— Problem details —
Only one stretch of the records below should be repeated. It starts with the line containing "fn endpoint(&self, path: &str)" and goes on through the line containing "let request = self.http.delete(self.endpoint(path));", exactly as written.

— Input data —
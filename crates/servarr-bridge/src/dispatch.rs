//! Operation dispatch
//!
//! Translates a tool name plus a loosely-typed argument bag into one typed
//! request variant, validating required arguments before anything touches the
//! network. Unknown names and missing arguments produce distinct error kinds
//! so callers can tell protocol misuse from domain failure.

use crate::context::AppContext;
use crate::facade::ServiceKind;
use serde_json::Value;
use servarr_common::{Result, ServarrError};

/// Default look-back window for the recent-additions operations
pub const RECENT_DEFAULT_DAYS: i64 = 7;

/// One fully-validated operation request
#[derive(Debug, Clone, PartialEq)]
pub enum ToolRequest {
    SonarrRecent { days: i64 },
    SonarrCalendar { days: Option<i64> },
    SonarrSearch { query: String },
    SonarrStatus,
    SonarrQueue,
    SonarrRefresh { series_id: i64 },
    SonarrEpisodeSearch { series_id: i64 },
    RadarrRecent { days: i64 },
    RadarrCalendar { days: Option<i64> },
    RadarrSearch { query: String },
    RadarrStatus,
    RadarrQueue,
    RadarrRefresh { movie_id: i64 },
    RadarrMovieSearch { movie_id: i64 },
}

impl ToolRequest {
    /// Parse a named operation and its argument bag into a typed request.
    pub fn parse(name: &str, arguments: &Value) -> Result<Self> {
        match name {
            "sonarr_get_recent_series" => Ok(Self::SonarrRecent {
                days: optional_days(arguments)?.unwrap_or(RECENT_DEFAULT_DAYS),
            }),
            "sonarr_get_calendar" => Ok(Self::SonarrCalendar {
                days: optional_days(arguments)?,
            }),
            "sonarr_search_series" => Ok(Self::SonarrSearch {
                query: required_query(arguments)?,
            }),
            "sonarr_get_system_status" => Ok(Self::SonarrStatus),
            "sonarr_get_queue" => Ok(Self::SonarrQueue),
            "sonarr_refresh_series" => Ok(Self::SonarrRefresh {
                series_id: required_id(arguments, "series_id")?,
            }),
            "sonarr_search_episodes" => Ok(Self::SonarrEpisodeSearch {
                series_id: required_id(arguments, "series_id")?,
            }),
            "radarr_get_recent_movies" => Ok(Self::RadarrRecent {
                days: optional_days(arguments)?.unwrap_or(RECENT_DEFAULT_DAYS),
            }),
            "radarr_get_calendar" => Ok(Self::RadarrCalendar {
                days: optional_days(arguments)?,
            }),
            "radarr_search_movies" => Ok(Self::RadarrSearch {
                query: required_query(arguments)?,
            }),
            "radarr_get_system_status" => Ok(Self::RadarrStatus),
            "radarr_get_queue" => Ok(Self::RadarrQueue),
            "radarr_refresh_movie" => Ok(Self::RadarrRefresh {
                movie_id: required_id(arguments, "movie_id")?,
            }),
            "radarr_search_movie" => Ok(Self::RadarrMovieSearch {
                movie_id: required_id(arguments, "movie_id")?,
            }),
            other => Err(ServarrError::unknown_operation(other)),
        }
    }

    /// Which backend this request targets
    pub fn service(&self) -> ServiceKind {
        match self {
            Self::SonarrRecent { .. }
            | Self::SonarrCalendar { .. }
            | Self::SonarrSearch { .. }
            | Self::SonarrStatus
            | Self::SonarrQueue
            | Self::SonarrRefresh { .. }
            | Self::SonarrEpisodeSearch { .. } => ServiceKind::Sonarr,
            Self::RadarrRecent { .. }
            | Self::RadarrCalendar { .. }
            | Self::RadarrSearch { .. }
            | Self::RadarrStatus
            | Self::RadarrQueue
            | Self::RadarrRefresh { .. }
            | Self::RadarrMovieSearch { .. } => ServiceKind::Radarr,
        }
    }

    /// Run the request against the context's facade for its backend.
    ///
    /// Fails with a configuration error before any network call when the
    /// backend is not configured.
    pub async fn execute(&self, ctx: &AppContext) -> Result<String> {
        let facade = ctx.facade(self.service())?;
        match self {
            Self::SonarrRecent { days } | Self::RadarrRecent { days } => {
                facade.recent(*days).await
            }
            Self::SonarrCalendar { days } | Self::RadarrCalendar { days } => {
                facade.calendar(*days).await
            }
            Self::SonarrSearch { query } | Self::RadarrSearch { query } => {
                facade.search(query).await
            }
            Self::SonarrStatus | Self::RadarrStatus => facade.status().await,
            Self::SonarrQueue | Self::RadarrQueue => facade.queue().await,
            Self::SonarrRefresh { series_id } => facade.refresh(*series_id).await,
            Self::SonarrEpisodeSearch { series_id } => facade.trigger_search(*series_id).await,
            Self::RadarrRefresh { movie_id } => facade.refresh(*movie_id).await,
            Self::RadarrMovieSearch { movie_id } => facade.trigger_search(*movie_id).await,
        }
    }
}

/// Accept whole-number floats (JSON-RPC clients commonly send numbers as
/// floats) but reject anything with a fractional part.
fn as_integer(value: &Value) -> Option<i64> {
    if let Some(i) = value.as_i64() {
        return Some(i);
    }
    value
        .as_f64()
        .filter(|f| f.fract() == 0.0)
        .map(|f| f as i64)
}

fn optional_days(arguments: &Value) -> Result<Option<i64>> {
    match arguments.get("days") {
        None | Some(Value::Null) => Ok(None),
        Some(value) => as_integer(value).map(Some).ok_or_else(|| {
            ServarrError::validation_field("days must be an integer", "days")
        }),
    }
}

fn required_query(arguments: &Value) -> Result<String> {
    let query = arguments
        .get("query")
        .and_then(Value::as_str)
        .ok_or_else(|| ServarrError::validation_field("query is required", "query"))?;
    if query.trim().is_empty() {
        return Err(ServarrError::validation_field(
            "query cannot be empty",
            "query",
        ));
    }
    Ok(query.to_string())
}

fn required_id(arguments: &Value, field: &str) -> Result<i64> {
    arguments
        .get(field)
        .and_then(as_integer)
        .ok_or_else(|| ServarrError::validation_field(format!("{} is required", field), field))
}
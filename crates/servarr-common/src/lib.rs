//! Common utilities and types for the Servarr bridge

pub mod client;
pub mod error;
pub mod logging;

// Re-export commonly used types
pub use client::ArrClient;
pub use error::{Result, ServarrError};
pub use logging::{init_logging, LoggingConfig};
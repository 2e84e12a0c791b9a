//! Servarr bridge - Main Entry Point

use anyhow::Result;
use clap::{Parser, ValueEnum};
use servarr_bridge::{http_api, mcp, AppContext};
use servarr_common::{init_logging, LoggingConfig};
use servarr_config::ConfigLoader;
use std::sync::Arc;
use tracing::info;

/// Which transport to serve
#[derive(Debug, Clone, Copy, PartialEq, Eq, ValueEnum)]
enum Transport {
    /// JSON-RPC tool protocol over stdin/stdout
    Stdio,
    /// REST API on a TCP port
    Http,
}

/// Command line arguments
#[derive(Parser, Debug)]
#[command(author, version, about, long_about = None)]
struct Args {
    /// Configuration file path
    #[arg(short, long)]
    config: Option<String>,

    /// Log level, overriding the configuration file
    #[arg(short, long)]
    log_level: Option<String>,

    /// Transport to serve
    #[arg(short, long, value_enum, default_value_t = Transport::Stdio)]
    transport: Transport,

    /// HTTP port override (http transport only)
    #[arg(short, long)]
    port: Option<u16>,
}

#[tokio::main]
async fn main() -> Result<()> {
    let args = Args::parse();

    let config = match &args.config {
        Some(path) => ConfigLoader::load_from_file(path)?,
        None => ConfigLoader::load()?,
    };

    // In stdio mode stdout carries the protocol, so logs must go to stderr
    let level = args
        .log_level
        .clone()
        .unwrap_or_else(|| config.logging.level.clone());
    init_logging(LoggingConfig {
        level,
        use_stderr: args.transport == Transport::Stdio,
        ..LoggingConfig::default()
    })
    .map_err(|e| anyhow::anyhow!("Failed to initialize logging: {e}"))?;

    let port = args.port.unwrap_or(config.http.port);
    let ctx = Arc::new(AppContext::from_config(config)?);

    match args.transport {
        Transport::Stdio => {
            info!("Starting stdio transport");
            mcp::run_stdio(ctx).await?;
        }
        Transport::Http => {
            info!(port, "Starting HTTP transport");
            http_api::serve(ctx, port).await?;
        }
    }

    Ok(())
}
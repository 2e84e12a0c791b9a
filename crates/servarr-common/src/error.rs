//! Error types and utilities for the Servarr bridge

use thiserror::Error;

/// Result type alias for bridge operations
pub type Result<T> = std::result::Result<T, ServarrError>;

/// Main error type for bridge operations
#[derive(Error, Debug)]
pub enum ServarrError {
    /// A backend (or the application itself) is not configured
    #[error("{message}")]
    Configuration {
        message: String,
        #[source]
        source: Option<Box<dyn std::error::Error + Send + Sync>>,
    },

    /// Missing or malformed caller-supplied argument, raised before any network call
    #[error("Validation error: {message}")]
    Validation {
        message: String,
        field: Option<String>,
    },

    /// Connection or timeout failure talking to a backend
    #[error("Transport error: {message}")]
    Transport {
        message: String,
        #[source]
        source: Option<Box<dyn std::error::Error + Send + Sync>>,
    },

    /// Backend answered with a non-2xx status
    #[error("API request failed: {status_code}")]
    Remote {
        status_code: u16,
        body: String,
    },

    /// Backend answered 2xx but the body was not valid JSON
    #[error("Decode error: {message}")]
    Decode {
        message: String,
        #[source]
        source: Option<Box<dyn std::error::Error + Send + Sync>>,
    },

    /// Dispatch miss: the operation name is not known
    #[error("Unknown tool: {name}")]
    UnknownOperation { name: String },

    /// I/O related errors
    #[error("I/O error: {0}")]
    Io(#[from] std::io::Error),

    /// Serialization/deserialization errors outside of response decoding
    #[error("Serialization error: {0}")]
    Serialization(#[from] serde_json::Error),
}

impl ServarrError {
    /// Create a configuration error with a custom message
    pub fn configuration(msg: impl Into<String>) -> Self {
        Self::Configuration {
            message: msg.into(),
            source: None,
        }
    }

    /// Create a configuration error with source
    pub fn configuration_with_source(
        msg: impl Into<String>,
        source: impl std::error::Error + Send + Sync + 'static,
    ) -> Self {
        Self::Configuration {
            message: msg.into(),
            source: Some(Box::new(source)),
        }
    }

    /// The fixed "not configured" error for a backend, matching the text
    /// returned through both transports
    pub fn not_configured(service: impl std::fmt::Display) -> Self {
        Self::configuration(format!("{} is not configured", service))
    }

    /// Create a validation error
    pub fn validation(msg: impl Into<String>) -> Self {
        Self::Validation {
            message: msg.into(),
            field: None,
        }
    }

    /// Create a validation error with field name
    pub fn validation_field(msg: impl Into<String>, field: impl Into<String>) -> Self {
        Self::Validation {
            message: msg.into(),
            field: Some(field.into()),
        }
    }

    /// Create a transport error
    pub fn transport(msg: impl Into<String>) -> Self {
        Self::Transport {
            message: msg.into(),
            source: None,
        }
    }

    /// Create a transport error with source
    pub fn transport_with_source(
        msg: impl Into<String>,
        source: impl std::error::Error + Send + Sync + 'static,
    ) -> Self {
        Self::Transport {
            message: msg.into(),
            source: Some(Box::new(source)),
        }
    }

    /// Create a remote error carrying the backend status code and a body excerpt
    pub fn remote(status_code: u16, body: impl Into<String>) -> Self {
        Self::Remote {
            status_code,
            body: body.into(),
        }
    }

    /// Create a decode error with source
    pub fn decode_with_source(
        msg: impl Into<String>,
        source: impl std::error::Error + Send + Sync + 'static,
    ) -> Self {
        Self::Decode {
            message: msg.into(),
            source: Some(Box::new(source)),
        }
    }

    /// Create an unknown-operation error
    pub fn unknown_operation(name: impl Into<String>) -> Self {
        Self::UnknownOperation { name: name.into() }
    }
}
#[cfg(test)]
mod tests {
    use super::*;

    fn series_item(title: &str, added: &str) -> Value {
        json!({
            "title": title,
            "year": 2021,
            "added": added,
            "status": "continuing",
            "network": "HBO",
            "seasonCount": 3,
            "id": 1
        })
    }

    #[test]
    fn test_filter_recent_strict_boundary() {
        let cutoff = Utc::now() - Duration::days(7);
        let exactly_at = cutoff.format("%Y-%m-%dT%H:%M:%SZ").to_string();
        let items = vec![series_item("Boundary Show", &exactly_at)];

        // Strict inequality: an entry exactly at the boundary is excluded.
        // Format to whole seconds on both sides so the comparison is exact.
        let cutoff = DateTime::parse_from_rfc3339(&exactly_at)
            .unwrap()
            .with_timezone(&Utc);
        let kept = filter_recent(&items, cutoff);
        assert!(kept.is_empty());
    }

    #[test]
    fn test_filter_recent_keeps_and_sorts_descending() {
        let now = Utc::now();
        let items = vec![
            series_item(
                "Older",
                &(now - Duration::days(5)).format("%Y-%m-%dT%H:%M:%SZ").to_string(),
            ),
            series_item(
                "Newest",
                &(now - Duration::days(1)).format("%Y-%m-%dT%H:%M:%SZ").to_string(),
            ),
            series_item(
                "Too Old",
                &(now - Duration::days(10)).format("%Y-%m-%dT%H:%M:%SZ").to_string(),
            ),
        ];

        let kept = filter_recent(&items, now - Duration::days(7));
        let titles: Vec<&str> = kept
            .iter()
            .map(|(_, item)| item["title"].as_str().unwrap())
            .collect();
        assert_eq!(titles, vec!["Newest", "Older"]);
    }

    #[test]
    fn test_filter_recent_skips_malformed_added() {
        let now = Utc::now();
        let items = vec![
            series_item("Bad Date", "not-a-date"),
            json!({"title": "No Date"}),
            series_item(
                "Good",
                &(now - Duration::days(1)).format("%Y-%m-%dT%H:%M:%SZ").to_string(),
            ),
        ];

        let kept = filter_recent(&items, now - Duration::days(7));
        assert_eq!(kept.len(), 1);
        assert_eq!(kept[0].1["title"], "Good");
    }

    #[test]
    fn test_render_recent_missing_network_renders_unknown() {
        let added = Utc::now();
        let item = json!({
            "title": "Mystery Show",
            "year": 2020,
            "added": "2024-01-01T00:00:00Z",
            "seasonCount": 2
        });
        let entries = vec![(added, &item)];
        let out = render_recent(ServiceKind::Sonarr, 7, &entries);

        assert!(out.contains("- Mystery Show (2020)"));
        assert!(out.contains("Network: Unknown"));
        assert!(out.contains("Seasons: 2"));
    }

    #[test]
    fn test_render_recent_radarr_uses_studio() {
        let added = Utc::now();
        let item = json!({
            "title": "Some Film",
            "year": 2023,
            "added": "2024-01-01T00:00:00Z",
            "studio": "A24"
        });
        let entries = vec![(added, &item)];
        let out = render_recent(ServiceKind::Radarr, 7, &entries);

        assert!(out.starts_with("Recently added movies (last 7 days):"));
        assert!(out.contains("Studio: A24"));
        assert!(!out.contains("Seasons:"));
    }

    #[test]
    fn test_search_matches_case_insensitive_and_capped() {
        let mut items: Vec<Value> = (0..15)
            .map(|i| json!({"title": format!("Breaking Point {}", i), "id": i}))
            .collect();
        items.push(json!({"title": "Unrelated", "id": 99}));

        let matches = search_matches(&items, "bReAkInG");
        assert_eq!(matches.len(), 10);
        // Original collection order preserved
        assert_eq!(matches[0]["id"], 0);
        assert_eq!(matches[9]["id"], 9);
    }

    #[test]
    fn test_search_matches_ignores_untitled_entries() {
        let items = vec![json!({"id": 1}), json!({"title": "The Wire", "id": 2})];
        let matches = search_matches(&items, "wire");
        assert_eq!(matches.len(), 1);
        assert_eq!(matches[0]["id"], 2);
    }

    #[test]
    fn test_render_search_sonarr_includes_seasons() {
        let item = json!({"title": "The Wire", "year": 2002, "status": "ended", "seasonCount": 5, "id": 12});
        let matches = vec![&item];
        let out = render_search(ServiceKind::Sonarr, "wire", &matches);

        assert!(out.starts_with("Series matching 'wire':"));
        assert!(out.contains("- The Wire (2002)"));
        assert!(out.contains("Status: ended"));
        assert!(out.contains("Seasons: 5"));
        assert!(out.contains("ID: 12"));
    }

    #[test]
    fn test_render_search_radarr_has_no_seasons_line() {
        let item = json!({"title": "Heat", "year": 1995, "status": "released", "id": 7});
        let matches = vec![&item];
        let out = render_search(ServiceKind::Radarr, "heat", &matches);

        assert!(out.starts_with("Movies matching 'heat':"));
        assert!(!out.contains("Seasons:"));
    }

    #[test]
    fn test_render_status_converts_bytes_to_gigabytes() {
        let status = json!({"version": "4.0.0", "osName": "ubuntu", "runtimeName": "netcore"});
        let disks = json!([
            {"path": "/data", "freeSpace": 107374182400u64, "totalSpace": 214748364800u64}
        ]);
        let out = render_status(ServiceKind::Sonarr, &status, &disks);

        assert!(out.starts_with("Sonarr System Status:"));
        assert!(out.contains("Version: 4.0.0"));
        assert!(out.contains("OS: ubuntu"));
        assert!(out.contains("Runtime: netcore"));
        assert!(out.contains("- /data: 100.00 GB free of 200.00 GB"));
    }

    #[test]
    fn test_render_status_defaults_missing_fields() {
        let out = render_status(ServiceKind::Radarr, &json!({}), &json!([]));
        assert!(out.contains("Version: Unknown"));
        assert!(out.contains("OS: Unknown"));
        assert!(out.contains("Runtime: Unknown"));
    }

    #[test]
    fn test_render_queue_sonarr_item() {
        let records = vec![json!({
            "series": {"title": "Dark"},
            "episode": {"seasonNumber": 2, "episodeNumber": 5},
            "status": "downloading",
            "sizeleft": 157286400u64
        })];
        let out = render_queue(ServiceKind::Sonarr, &records);

        assert!(out.starts_with("Current Download Queue:"));
        assert!(out.contains("- Dark - S02E05"));
        assert!(out.contains("Status: downloading"));
        assert!(out.contains("Progress: 150.00 MB remaining"));
    }

    #[test]
    fn test_render_queue_radarr_item() {
        let records = vec![json!({
            "movie": {"title": "Dune", "year": 2021},
            "status": "queued",
            "sizeleft": 0
        })];
        let out = render_queue(ServiceKind::Radarr, &records);

        assert!(out.contains("- Dune (2021)"));
        assert!(out.contains("Progress: 0.00 MB remaining"));
    }

    #[test]
    fn test_render_calendar_sonarr_zero_pads() {
        let entries = vec![json!({
            "series": {"title": "Severance"},
            "seasonNumber": 1,
            "episodeNumber": 9,
            "title": "The We We Are",
            "airDateUtc": "2024-04-08T01:00:00Z"
        })];
        let out = render_calendar(ServiceKind::Sonarr, 7, &entries);

        assert!(out.starts_with("Upcoming episodes (next 7 days):"));
        assert!(out.contains("- Severance - S01E09"));
        assert!(out.contains("Title: The We We Are"));
        assert!(out.contains("Airs: 2024-04-08T01:00:00Z"));
    }

    #[test]
    fn test_render_calendar_radarr_defaults() {
        let entries = vec![json!({"title": "Untitled Project", "status": "announced"})];
        let out = render_calendar(ServiceKind::Radarr, 30, &entries);

        assert!(out.starts_with("Upcoming movie releases (next 30 days):"));
        assert!(out.contains("- Untitled Project (N/A)"));
        assert!(out.contains("Release: TBA"));
        assert!(out.contains("Status: announced"));
    }

    #[test]
    fn test_command_body_shapes() {
        assert_eq!(
            ServiceKind::Sonarr.command_body("RefreshSeries", 42),
            json!({"name": "RefreshSeries", "seriesId": 42})
        );
        assert_eq!(
            ServiceKind::Radarr.command_body("MoviesSearch", 7),
            json!({"name": "MoviesSearch", "movieIds": [7]})
        );
    }

    #[test]
    fn test_calendar_default_days_per_backend() {
        assert_eq!(ServiceKind::Sonarr.profile().calendar_default_days, 7);
        assert_eq!(ServiceKind::Radarr.profile().calendar_default_days, 30);
    }
}
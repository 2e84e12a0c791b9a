//! Typed HTTP client for the Sonarr/Radarr v3 REST API
//!
//! Both backends expose the same `/api/v3` surface authenticated with an
//! `X-Api-Key` header, so a single client type serves either one. Each call is
//! exactly one attempt: no retries, no backoff.

use crate::error::{Result, ServarrError};
use reqwest::Client;
use serde_json::Value;
use std::time::Duration;
use tracing::{debug, error};

/// Header carrying the API key on every request
const API_KEY_HEADER: &str = "X-Api-Key";

/// Maximum number of body characters kept in a remote error
const BODY_EXCERPT_LEN: usize = 200;

/// HTTP client bound to one backend instance
///
/// Owns a pooled `reqwest::Client` created once for the process lifetime.
/// Cloning shares the underlying pool.
#[derive(Debug, Clone)]
pub struct ArrClient {
    http: Client,
    base_url: String,
    api_key: String,
}

impl ArrClient {
    /// Create a client for the backend at `base_url` with the given API key
    /// and per-request timeout in seconds.
    pub fn new(
        base_url: impl Into<String>,
        api_key: impl Into<String>,
        timeout_secs: u64,
    ) -> Result<Self> {
        let http = Client::builder()
            .timeout(Duration::from_secs(timeout_secs))
            .build()
            .map_err(|e| ServarrError::transport_with_source("Failed to create HTTP client", e))?;

        Ok(Self {
            http,
            base_url: base_url.into().trim_end_matches('/').to_string(),
            api_key: api_key.into(),
        })
    }

    fn endpoint(&self, path: &str) -> String {
        format!("{}/api/v3/{}", self.base_url, path)
    }

    /// GET a path, optionally with query parameters
    pub async fn get(&self, path: &str, query: &[(&str, String)]) -> Result<Value> {
        let request = self.http.get(self.endpoint(path)).query(query);
        self.execute(request, false).await
    }

    /// POST a JSON body
    pub async fn post(&self, path: &str, body: &Value) -> Result<Value> {
        let request = self.http.post(self.endpoint(path)).json(body);
        self.execute(request, false).await
    }

    /// PUT a JSON body
    pub async fn put(&self, path: &str, body: &Value) -> Result<Value> {
        let request = self.http.put(self.endpoint(path)).json(body);
        self.execute(request, false).await
    }

    /// DELETE a path; an empty response body yields an empty object
    pub async fn delete(&self, path: &str) -> Result<Value> {
        let request = self.http.delete(self.endpoint(path));
        self.execute(request, true).await
    }

    async fn execute(&self, request: reqwest::RequestBuilder, allow_empty: bool) -> Result<Value> {
        let response = request
            .header(API_KEY_HEADER, &self.api_key)
            .send()
            .await
            .map_err(|e| {
                if e.is_timeout() {
                    ServarrError::transport_with_source("Request timeout", e)
                } else if e.is_connect() {
                    ServarrError::transport_with_source("Connection failed", e)
                } else {
                    ServarrError::transport_with_source("Request failed", e)
                }
            })?;

        let status = response.status();
        let text = response
            .text()
            .await
            .map_err(|e| ServarrError::transport_with_source("Failed to read response body", e))?;

        if !status.is_success() {
            error!(status = status.as_u16(), "Backend returned an error status");
            let excerpt: String = text.chars().take(BODY_EXCERPT_LEN).collect();
            return Err(ServarrError::remote(status.as_u16(), excerpt));
        }

        debug!(status = status.as_u16(), bytes = text.len(), "Request successful");

        if allow_empty && text.trim().is_empty() {
            return Ok(Value::Object(Default::default()));
        }

        serde_json::from_str(&text)
            .map_err(|e| ServarrError::decode_with_source("Response body was not valid JSON", e))
    }
}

— Task response —
    fn endpoint(&self, path: &str) -> String {
        format!("{}/api/v3/{}", self.base_url, path)
    }

    /// GET a path, optionally with query parameters
    pub async fn get(&self, path: &str, query: &[(&str, String)]) -> Result<Value> {
        let request = self.http.get(self.endpoint(path)).query(query);
        self.execute(request, false).await
    }

    /// POST a JSON body
    pub async fn post(&self, path: &str, body: &Value) -> Result<Value> {
        let request = self.http.post(self.endpoint(path)).json(body);
        self.execute(request, false).await
    }

    /// PUT a JSON body
    pub async fn put(&self, path: &str, body: &Value) -> Result<Value> {
        let request = self.http.put(self.endpoint(path)).json(body);
        self.execute(request, false).await
    }

    /// DELETE a path; an empty response body yields an empty object
    pub async fn delete(&self, path: &str) -> Result<Value> {
        let request = self.http.delete(self.endpoint(path));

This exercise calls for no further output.